Paxton’s victory appears to be a major win for America First Republicans who want the party to move away from its neoconservative inclinations that dominated when George W. Bush was in office. Binder observed that Paxton “has been a fierce opponent of illegal immigration and the monopolistic business practices of giant tech corporations.”
Binder added the following shocking developments regarding Bush’s victory:
The only counties Bush won were Loving County, where fewer than 10 residents voted; Sterling County, where about 50 residents voted; Kenedy County, where about 6 residents voted; Starr County, where about 200 residents voted; and Travis County — home to the left-wing city of Austin.
Bush’s loss shows that the Bush brand is becoming increasingly tarnished with the Republican Party. George W. Bush’s administration was a disaster — from the nation-building projects to the Wall Street bailouts. This earned Bush a lot of enemies. Moreover, Bush’s massive spending programs at home, such as medicare expansion, alienated many conservative Republicans. All told, George W. Bush’s administration was one of the worst in recent memory.
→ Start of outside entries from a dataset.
//! 认证 API 模块

mod handler;

use axum::{Router, routing::post};

use crate::core::ServerState;

pub fn router() -> Router<ServerState> {
    Router::new().nest("/api/auth", routes())
}

fn routes() -> Router<ServerState> {
    Router::new().route("/login", post(handler::login))
}
//! Merchant API 模块
//!
//! 整个 `/api/merchant` 命名空间位于授权门控之后，仅 merchant / admin
//! 角色可达（见 [`crate::auth`]）。

mod handler;

use axum::{
    Router,
    routing::{delete, get, post, put},
};

use crate::core::ServerState;

pub fn router() -> Router<ServerState> {
    Router::new().nest("/api/merchant", routes())
}

fn routes() -> Router<ServerState> {
    Router::new()
        .route("/dashboard", get(handler::dashboard))
        .route("/list", get(handler::list))
        .route("/detail/{id}", get(handler::detail))
        .route("/add", post(handler::create))
        .route("/update", put(handler::update))
        .route("/delete/{id}", delete(handler::delete))
}
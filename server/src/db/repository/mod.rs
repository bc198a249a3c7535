//! Repository Module
//!
//! Data access layer: one repository struct per table over a shared
//! SQLite pool. Handlers own the conversion to [`crate::AppError`].

pub mod merchant;
pub mod order;
pub mod pet;
pub mod product;
pub mod service;
pub mod user;

pub use merchant::MerchantRepository;
pub use order::OrderRepository;
pub use pet::PetRepository;
pub use product::ProductRepository;
pub use service::ServiceRepository;
pub use user::UserRepository;

use thiserror::Error;

/// Repository error types
#[derive(Debug, Error)]
pub enum RepoError {
    #[error("Not found: {0}")]
    NotFound(String),

    #[error("Duplicate: {0}")]
    Duplicate(String),

    #[error("Database error: {0}")]
    Database(String),
}

impl RepoError {
    /// Whether the error comes from a violated UNIQUE constraint
    pub fn is_duplicate(&self) -> bool {
        matches!(self, RepoError::Duplicate(_))
    }
}

impl From<sqlx::Error> for RepoError {
    fn from(err: sqlx::Error) -> Self {
        if let Some(db_err) = err.as_database_error()
            && db_err.is_unique_violation()
        {
            return RepoError::Duplicate(db_err.to_string());
        }
        RepoError::Database(err.to_string())
    }
}

/// Result type for repository operations
pub type RepoResult<T> = Result<T, RepoError>;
While George P. Bush was able to assume the position of Land Commissioner of Texas in 2014, no other Bush has been able to attain a position of political prominence since George W. Bush left office. For example, Pierce Bush, the grandson of George H.W. Bush, received a measly 15.4% of the vote in the Republican primary for Texas’s 22nd congressional district in 2020. Pierce Bush’s dismal performance was likely due to his Bush family association.
As the Republican Party continues its working class realignment, it will likely become more difficult for the Bush family to reassert itself. Given how gentrified the modern-day Democratic Party has become, it may perhaps behoove the Bushes to test their fortunes inside of the Democratic Party instead. They clearly don’t belong in the more populist-oriented GOP.